▸ **Task**
Please copy the entries below word for word.

▸ **Information given**
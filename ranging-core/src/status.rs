//! Point-in-time view of a ranging session for diagnostics.

use core::fmt;

use crate::orchestrator::{CycleStats, RangingState, RetryReason};
use crate::procedure::ProcedureCounter;
use crate::state::{ProcedureState, StepBuffers};

/// Counters, buffer fill levels and cycle statistics of one session.
#[derive(Copy, Clone, Debug, Default, Eq, PartialEq)]
pub struct SessionSnapshot {
    pub state: Option<RangingState>,
    pub most_recent_local: Option<ProcedureCounter>,
    pub most_recent_peer: Option<ProcedureCounter>,
    pub dropped: Option<ProcedureCounter>,
    pub last_overwritten: Option<ProcedureCounter>,
    pub outstanding_fetch: Option<ProcedureCounter>,
    pub local_bytes: usize,
    pub peer_bytes: usize,
    pub antenna_paths: u8,
    pub stats: CycleStats,
    pub last_retry: Option<RetryReason>,
}

impl SessionSnapshot {
    /// Captures the counter and fetch bookkeeping of a snapshot.
    #[must_use]
    pub fn capture(state: &ProcedureState) -> Self {
        let tracker = state.tracker();
        Self {
            state: None,
            most_recent_local: tracker.most_recent_local(),
            most_recent_peer: tracker.most_recent_peer(),
            dropped: tracker.dropped(),
            last_overwritten: tracker.last_overwritten(),
            outstanding_fetch: state.retriever().outstanding(),
            local_bytes: 0,
            peer_bytes: 0,
            antenna_paths: state.antenna_paths(),
            stats: CycleStats::default(),
            last_retry: None,
        }
    }

    /// Attaches the buffer fill levels.
    #[must_use]
    pub fn with_buffers<const LOCAL: usize, const PEER: usize>(
        mut self,
        steps: &StepBuffers<LOCAL, PEER>,
    ) -> Self {
        self.local_bytes = steps.local_steps().len();
        self.peer_bytes = steps.peer_steps().len();
        self
    }

    /// Attaches the loop-side half of a snapshot.
    #[must_use]
    pub const fn with_cycle(
        mut self,
        state: RangingState,
        stats: CycleStats,
        last_retry: Option<RetryReason>,
    ) -> Self {
        self.state = Some(state);
        self.stats = stats;
        self.last_retry = last_retry;
        self
    }

    /// Writes the counter line (e.g. `counters local=5 peer=5 dropped=none`).
    pub fn write_counters_line<W: fmt::Write>(&self, writer: &mut W) -> fmt::Result {
        writer.write_str("counters local=")?;
        write_counter(writer, self.most_recent_local)?;
        writer.write_str(" peer=")?;
        write_counter(writer, self.most_recent_peer)?;
        writer.write_str(" dropped=")?;
        write_counter(writer, self.dropped)?;
        writer.write_str(" overwritten=")?;
        write_counter(writer, self.last_overwritten)?;
        writer.write_str(" fetch=")?;
        write_counter(writer, self.outstanding_fetch)
    }

    /// Writes the buffer line (e.g. `buffers local=120B peer=96B paths=4`).
    pub fn write_buffers_line<W: fmt::Write>(&self, writer: &mut W) -> fmt::Result {
        write!(
            writer,
            "buffers local={}B peer={}B paths={}",
            self.local_bytes, self.peer_bytes, self.antenna_paths
        )
    }

    /// Writes the cycle line (e.g. `cycle state=idle attempts=3 estimates=2 retries=1`).
    pub fn write_cycle_line<W: fmt::Write>(&self, writer: &mut W) -> fmt::Result {
        writer.write_str("cycle state=")?;
        writer.write_str(self.state.map_or("unknown", RangingState::label))?;
        write!(
            writer,
            " attempts={} estimates={} retries={}",
            self.stats.attempts,
            self.stats.estimates,
            self.stats.total_retries()
        )?;
        if let Some(reason) = self.last_retry {
            write!(writer, " last-retry={}", reason.label())?;
        }
        Ok(())
    }
}

impl fmt::Display for SessionSnapshot {
    fn fmt(&self, f: &mut fmt::Formatter<'_>) -> fmt::Result {
        self.write_cycle_line(f)?;
        f.write_str("\n")?;
        self.write_counters_line(f)?;
        f.write_str("\n")?;
        self.write_buffers_line(f)
    }
}

fn write_counter<W: fmt::Write>(writer: &mut W, counter: Option<ProcedureCounter>) -> fmt::Result {
    match counter {
        Some(counter) => write!(writer, "{counter}"),
        None => writer.write_str("none"),
    }
}

#[cfg(test)]
mod tests {
    use heapless::String;

    use super::*;
    use crate::procedure::SubeventResult;

    #[test]
    fn renders_captured_state() {
        let mut state = ProcedureState::new();
        let mut steps = StepBuffers::<16, 16>::new();
        state.ingest_subevent(
            &mut steps,
            &SubeventResult::complete(ProcedureCounter::new(5), 2, &[1, 2, 3]),
        );
        state.record_peer_ready(ProcedureCounter::new(4));

        let stats = CycleStats {
            attempts: 3,
            estimates: 1,
            ..CycleStats::default()
        };
        let snapshot = SessionSnapshot::capture(&state).with_buffers(&steps).with_cycle(
            RangingState::AwaitingPeerReady,
            stats,
            Some(RetryReason::LocalTimeout),
        );

        let mut line: String<96> = String::new();
        snapshot.write_counters_line(&mut line).expect("fits");
        assert_eq!(
            line.as_str(),
            "counters local=5 peer=4 dropped=none overwritten=none fetch=none"
        );

        line.clear();
        snapshot.write_buffers_line(&mut line).expect("fits");
        assert_eq!(line.as_str(), "buffers local=3B peer=0B paths=2");

        line.clear();
        snapshot.write_cycle_line(&mut line).expect("fits");
        assert_eq!(
            line.as_str(),
            "cycle state=awaiting-peer attempts=3 estimates=1 retries=0 last-retry=local-timeout"
        );
    }
}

▸ **Reply**
filename ranging-core/src/status.rs
//! Point-in-time view of a ranging session for diagnostics.

use core::fmt;

use crate::orchestrator::{CycleStats, RangingState, RetryReason};
use crate::procedure::ProcedureCounter;
use crate::state::{ProcedureState, StepBuffers};

/// Counters, buffer fill levels and cycle statistics of one session.
#[derive(Copy, Clone, Debug, Default, Eq, PartialEq)]
pub struct SessionSnapshot {
    pub state: Option<RangingState>,
    pub most_recent_local: Option<ProcedureCounter>,
    pub most_recent_peer: Option<ProcedureCounter>,
    pub dropped: Option<ProcedureCounter>,
    pub last_overwritten: Option<ProcedureCounter>,
    pub outstanding_fetch: Option<ProcedureCounter>,
    pub local_bytes: usize,
    pub peer_bytes: usize,
    pub antenna_paths: u8,
    pub stats: CycleStats,
    pub last_retry: Option<RetryReason>,
}

impl SessionSnapshot {
    /// Captures the counter and fetch bookkeeping of a snapshot.
    #[must_use]
    pub fn capture(state: &ProcedureState) -> Self {
        let tracker = state.tracker();
        Self {
            state: None,
            most_recent_local: tracker.most_recent_local(),
            most_recent_peer: tracker.most_recent_peer(),
            dropped: tracker.dropped(),
            last_overwritten: tracker.last_overwritten(),
            outstanding_fetch: state.retriever().outstanding(),
            local_bytes: 0,
            peer_bytes: 0,
            antenna_paths: state.antenna_paths(),
            stats: CycleStats::default(),
            last_retry: None,
        }
    }

    /// Attaches the buffer fill levels.
    #[must_use]
    pub fn with_buffers<const LOCAL: usize, const PEER: usize>(
        mut self,
        steps: &StepBuffers<LOCAL, PEER>,
    ) -> Self {
        self.local_bytes = steps.local_steps().len();
        self.peer_bytes = steps.peer_steps().len();
        self
    }

    /// Attaches the loop-side half of a snapshot.
    #[must_use]
    pub const fn with_cycle(
        mut self,
        state: RangingState,
        stats: CycleStats,
        last_retry: Option<RetryReason>,
    ) -> Self {
        self.state = Some(state);
        self.stats = stats;
        self.last_retry = last_retry;
        self
    }

    /// Writes the counter line (e.g. `counters local=5 peer=5 dropped=none`).
    pub fn write_counters_line<W: fmt::Write>(&self, writer: &mut W) -> fmt::Result {
        writer.write_str("counters local=")?;
        write_counter(writer, self.most_recent_local)?;
        writer.write_str(" peer=")?;
        write_counter(writer, self.most_recent_peer)?;
        writer.write_str(" dropped=")?;
        write_counter(writer, self.dropped)?;
        writer.write_str(" overwritten=")?;
        write_counter(writer, self.last_overwritten)?;
        writer.write_str(" fetch=")?;
        write_counter(writer, self.outstanding_fetch)
    }

    /// Writes the buffer line (e.g. `buffers local=120B peer=96B paths=4`).
    pub fn write_buffers_line<W: fmt::Write>(&self, writer: &mut W) -> fmt::Result {
        write!(
            writer,
            "buffers local={}B peer={}B paths={}",
            self.local_bytes, self.peer_bytes, self.antenna_paths
        )
    }

    /// Writes the cycle line (e.g. `cycle state=idle attempts=3 estimates=2 retries=1`).
    pub fn write_cycle_line<W: fmt::Write>(&self, writer: &mut W) -> fmt::Result {
        writer.write_str("cycle state=")?;
        writer.write_str(self.state.map_or("unknown", RangingState::label))?;
        write!(
            writer,
            " attempts={} estimates={} retries={}",
            self.stats.attempts,
            self.stats.estimates,
            self.stats.total_retries()
        )?;
        if let Some(reason) = self.last_retry {
            write!(writer, " last-retry={}", reason.label())?;
        }
        Ok(())
    }
}

impl fmt::Display for SessionSnapshot {
    fn fmt(&self, f: &mut fmt::Formatter<'_>) -> fmt::Result {
        self.write_cycle_line(f)?;
        f.write_str("\n")?;
        self.write_counters_line(f)?;
        f.write_str("\n")?;
        self.write_buffers_line(f)
    }
}

fn write_counter<W: fmt::Write>(writer: &mut W, counter: Option<ProcedureCounter>) -> fmt::Result {
    match counter {
        Some(counter) => write!(writer, "{counter}"),
        None => writer.write_str("none"),
    }
}

#[cfg(test)]
mod tests {
    use heapless::String;

    use super::*;
    use crate::procedure::SubeventResult;

    #[test]
    fn renders_captured_state() {
        let mut state = ProcedureState::new();
        let mut steps = StepBuffers::<16, 16>::new();
        state.ingest_subevent(
            &mut steps,
            &SubeventResult::complete(ProcedureCounter::new(5), 2, &[1, 2, 3]),
        );
        state.record_peer_ready(ProcedureCounter::new(4));

        let stats = CycleStats {
            attempts: 3,
            estimates: 1,
            ..CycleStats::default()
        };
        let snapshot = SessionSnapshot::capture(&state).with_buffers(&steps).with_cycle(
            RangingState::AwaitingPeerReady,
            stats,
            Some(RetryReason::LocalTimeout),
        );

        let mut line: String<96> = String::new();
        snapshot.write_counters_line(&mut line).expect("fits");
        assert_eq!(
            line.as_str(),
            "counters local=5 peer=4 dropped=none overwritten=none fetch=none"
        );

        line.clear();
        snapshot.write_buffers_line(&mut line).expect("fits");
        assert_eq!(line.as_str(), "buffers local=3B peer=0B paths=2");

        line.clear();
        snapshot.write_cycle_line(&mut line).expect("fits");
        assert_eq!(
            line.as_str(),
            "cycle state=awaiting-peer attempts=3 estimates=1 retries=0 last-retry=local-timeout"
        );
    }
}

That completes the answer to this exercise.